▶ [TASK GOAL]:
Show all lines of the entries in which the word "proposed" is found.

▶ [THE DATA]:

#[tonic::async_trait]
impl<P: Provider> ProtoProvider for ProviderService<P> {
    async fn get_metadata(
        &self,
        _request: Request<get_metadata::Request>,
    ) -> RpcResult<get_metadata::Response> {
        let provider = self.provider.read().await;
        let resources = provider
            .resource_schemas()
            .into_keys()
            .map(|type_name| get_metadata::ResourceMetadata { type_name })
            .collect();

        Ok(Response::new(get_metadata::Response {
            server_capabilities: Some(server_capabilities()),
            diagnostics: vec![],
            resources,
        }))
    }

    async fn get_provider_schema(
        &self,
        _request: Request<get_provider_schema::Request>,
    ) -> RpcResult<get_provider_schema::Response> {
        let provider = self.provider.read().await;
        let resource_schemas = provider
            .resource_schemas()
            .iter()
            .map(|(name, schema)| (name.clone(), schema_to_proto(schema)))
            .collect();

        Ok(Response::new(get_provider_schema::Response {
            provider: Some(schema_to_proto(&provider.schema())),
            resource_schemas,
            data_source_schemas: Default::default(),
            diagnostics: vec![],
            server_capabilities: Some(server_capabilities()),
        }))
    }

    async fn validate_provider_config(
        &self,
        request: Request<validate_provider_config::Request>,
    ) -> RpcResult<validate_provider_config::Response> {
        let req = request.into_inner();
        let config = decode_object(&req.config)?.unwrap_or_default();

        let provider = self.provider.read().await;
        let mut diagnostics = provider.schema().validate_config(&config);
        if !diagnostics.has_errors() {
            let response = provider
                .validate(ValidateRequest {
                    context: self.stop.clone(),
                    config,
                })
                .await;
            diagnostics.extend(response.diagnostics);
        }

        Ok(Response::new(validate_provider_config::Response {
            diagnostics: convert_diagnostics(diagnostics),
        }))
    }

    async fn validate_resource_config(
        &self,
        request: Request<validate_resource_config::Request>,
    ) -> RpcResult<validate_resource_config::Response> {
        let req = request.into_inner();
        debug!(type_name = %req.type_name, "validate_resource_config");

        let schema = self.resource_schema(&req.type_name).await?;
        let config = decode_object(&req.config)?.unwrap_or_default();

        let mut diagnostics = schema.validate_config(&config);
        if !diagnostics.has_errors() {
            let resource = self.resource(&req.type_name).await?;
            let response = resource
                .validate(ValidateRequest {
                    context: self.stop.clone(),
                    config,
                })
                .await;
            diagnostics.extend(response.diagnostics);
        }

        Ok(Response::new(validate_resource_config::Response {
            diagnostics: convert_diagnostics(diagnostics),
        }))
    }

    async fn upgrade_resource_state(
        &self,
        request: Request<upgrade_resource_state::Request>,
    ) -> RpcResult<upgrade_resource_state::Response> {
        let req = request.into_inner();
        debug!(type_name = %req.type_name, version = req.version, "upgrade_resource_state");

        let schema = self.resource_schema(&req.type_name).await?;
        let raw = req.raw_state.unwrap_or_default();

        if raw.json.is_empty() {
            let mut diagnostics = Diagnostics::new();
            if !raw.flatmap.is_empty() {
                diagnostics.add_error(
                    "Unsupported state format",
                    Some("Legacy flatmap state cannot be upgraded by this provider."),
                );
            }
            return Ok(Response::new(upgrade_resource_state::Response {
                upgraded_state: None,
                diagnostics: convert_diagnostics(diagnostics),
            }));
        }

        let state = schema.complete(codec::decode_json(&raw.json)?);
        Ok(Response::new(upgrade_resource_state::Response {
            upgraded_state: Some(encode_object(&state)?),
            diagnostics: vec![],
        }))
    }

    async fn configure_provider(
        &self,
        request: Request<configure_provider::Request>,
    ) -> RpcResult<configure_provider::Response> {
        let req = request.into_inner();
        let config = decode_object(&req.config)?.unwrap_or_default();
        info!(terraform_version = %req.terraform_version, "configuring provider");

        let mut provider = self.provider.write().await;
        let response = provider
            .configure(ConfigureRequest {
                context: self.stop.clone(),
                config,
            })
            .await;

        if response.diagnostics.has_errors() {
            warn!("provider configuration failed");
        }

        Ok(Response::new(configure_provider::Response {
            diagnostics: convert_diagnostics(response.diagnostics),
        }))
    }

    async fn read_resource(
        &self,
        request: Request<read_resource::Request>,
    ) -> RpcResult<read_resource::Response> {
        let req = request.into_inner();
        debug!(type_name = %req.type_name, "read_resource");

        let schema = self.resource_schema(&req.type_name).await?;
        let Some(current_state) = decode_object(&req.current_state)? else {
            return Ok(Response::new(read_resource::Response {
                new_state: Some(null_value()),
                diagnostics: vec![],
                private: req.private,
            }));
        };

        let resource = self.resource(&req.type_name).await?;
        let response = resource
            .read(ReadRequest {
                context: self.stop.clone(),
                current_state,
            })
            .await;

        let new_state = match response.state {
            Some(state) => encode_object(&schema.complete(state))?,
            None => {
                debug!(type_name = %req.type_name, "resource no longer exists");
                null_value()
            }
        };

        Ok(Response::new(read_resource::Response {
            new_state: Some(new_state),
            diagnostics: convert_diagnostics(response.diagnostics),
            private: req.private,
        }))
    }

    async fn plan_resource_change(
        &self,
        request: Request<plan_resource_change::Request>,
    ) -> RpcResult<plan_resource_change::Response> {
        let req = request.into_inner();
        debug!(type_name = %req.type_name, "plan_resource_change");

        let schema = self.resource_schema(&req.type_name).await?;
        let prior_state = decode_object(&req.prior_state)?;

        let Some(proposed) = decode_object(&req.proposed_new_state)? else {
            // destroy
            return Ok(Response::new(plan_resource_change::Response {
                planned_state: Some(null_value()),
                requires_replace: vec![],
                planned_private: req.prior_private,
                diagnostics: vec![],
                legacy_type_system: false,
            }));
        };
        let config = decode_object(&req.config)?.unwrap_or_default();

        let result = plan_modifier::plan(&schema, prior_state.as_ref(), &proposed, &config);
        let requires_replace = result
            .requires_replace
            .iter()
            .map(|name| attribute_step_path(name))
            .collect();

        Ok(Response::new(plan_resource_change::Response {
            planned_state: Some(encode_object(&result.planned_state)?),
            requires_replace,
            planned_private: req.prior_private,
            diagnostics: convert_diagnostics(result.diagnostics),
            legacy_type_system: false,
        }))
    }

    async fn apply_resource_change(
        &self,
        request: Request<apply_resource_change::Request>,
    ) -> RpcResult<apply_resource_change::Response> {
        let req = request.into_inner();
        let schema = self.resource_schema(&req.type_name).await?;
        let resource = self.resource(&req.type_name).await?;

        let prior_state = decode_object(&req.prior_state)?;
        let planned_state = decode_object(&req.planned_state)?;
        let config = decode_object(&req.config)?.unwrap_or_default();
        let context = self.stop.clone();

        let (new_state, diagnostics) = match (prior_state, planned_state) {
            (None, Some(planned_state)) => {
                debug!(type_name = %req.type_name, "create");
                let response = resource
                    .create(CreateRequest {
                        context,
                        config,
                        planned_state,
                    })
                    .await;
                let state = (!response.diagnostics.has_errors()).then_some(response.state);
                (state, response.diagnostics)
            }
            (Some(current_state), Some(planned_state)) => {
                debug!(type_name = %req.type_name, "update");
                let response = resource
                    .update(UpdateRequest {
                        context,
                        config,
                        planned_state,
                        current_state: current_state.clone(),
                    })
                    .await;
                if response.diagnostics.has_errors() {
                    (Some(current_state), response.diagnostics)
                } else {
                    (Some(response.state), response.diagnostics)
                }
            }
            (Some(current_state), None) => {
                debug!(type_name = %req.type_name, "delete");
                let response = resource
                    .delete(DeleteRequest {
                        context,
                        current_state: current_state.clone(),
                    })
                    .await;
                let state = response.diagnostics.has_errors().then_some(current_state);
                (state, response.diagnostics)
            }
            (None, None) => (None, Diagnostics::new()),
        };

        let new_state = match new_state {
            Some(state) => encode_object(&schema.complete(state))?,
            None => null_value(),
        };

        Ok(Response::new(apply_resource_change::Response {
            new_state: Some(new_state),
            private: req.planned_private,
            diagnostics: convert_diagnostics(diagnostics),
            legacy_type_system: false,
        }))
    }

    async fn import_resource_state(
        &self,
        request: Request<import_resource_state::Request>,
    ) -> RpcResult<import_resource_state::Response> {
        let req = request.into_inner();
        debug!(type_name = %req.type_name, id = %req.id, "import_resource_state");

        let schema = self.resource_schema(&req.type_name).await?;
        let resource = self.resource(&req.type_name).await?;
        let response = resource
            .import_state(ImportRequest {
                context: self.stop.clone(),
                id: req.id,
            })
            .await;

        let imported_resources = match response.state {
            Some(state) if !response.diagnostics.has_errors() => {
                vec![import_resource_state::ImportedResource {
                    type_name: req.type_name,
                    state: Some(encode_object(&schema.complete(state))?),
                    private: vec![],
                }]
            }
            _ => vec![],
        };

        Ok(Response::new(import_resource_state::Response {
            imported_resources,
            diagnostics: convert_diagnostics(response.diagnostics),
        }))
    }

    async fn stop_provider(
        &self,
        _request: Request<stop_provider::Request>,
    ) -> RpcResult<stop_provider::Response> {
        info!("stop requested, cancelling in-flight operations");
        self.stop.cancel();
        Ok(Response::new(stop_provider::Response {
            error: String::new(),
        }))
    }
}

▶ [ANSWER TO THIS PROBLEM]:
        let Some(proposed) = decode_object(&req.proposed_new_state)? else {
        let result = plan_modifier::plan(&schema, prior_state.as_ref(), &proposed, &config);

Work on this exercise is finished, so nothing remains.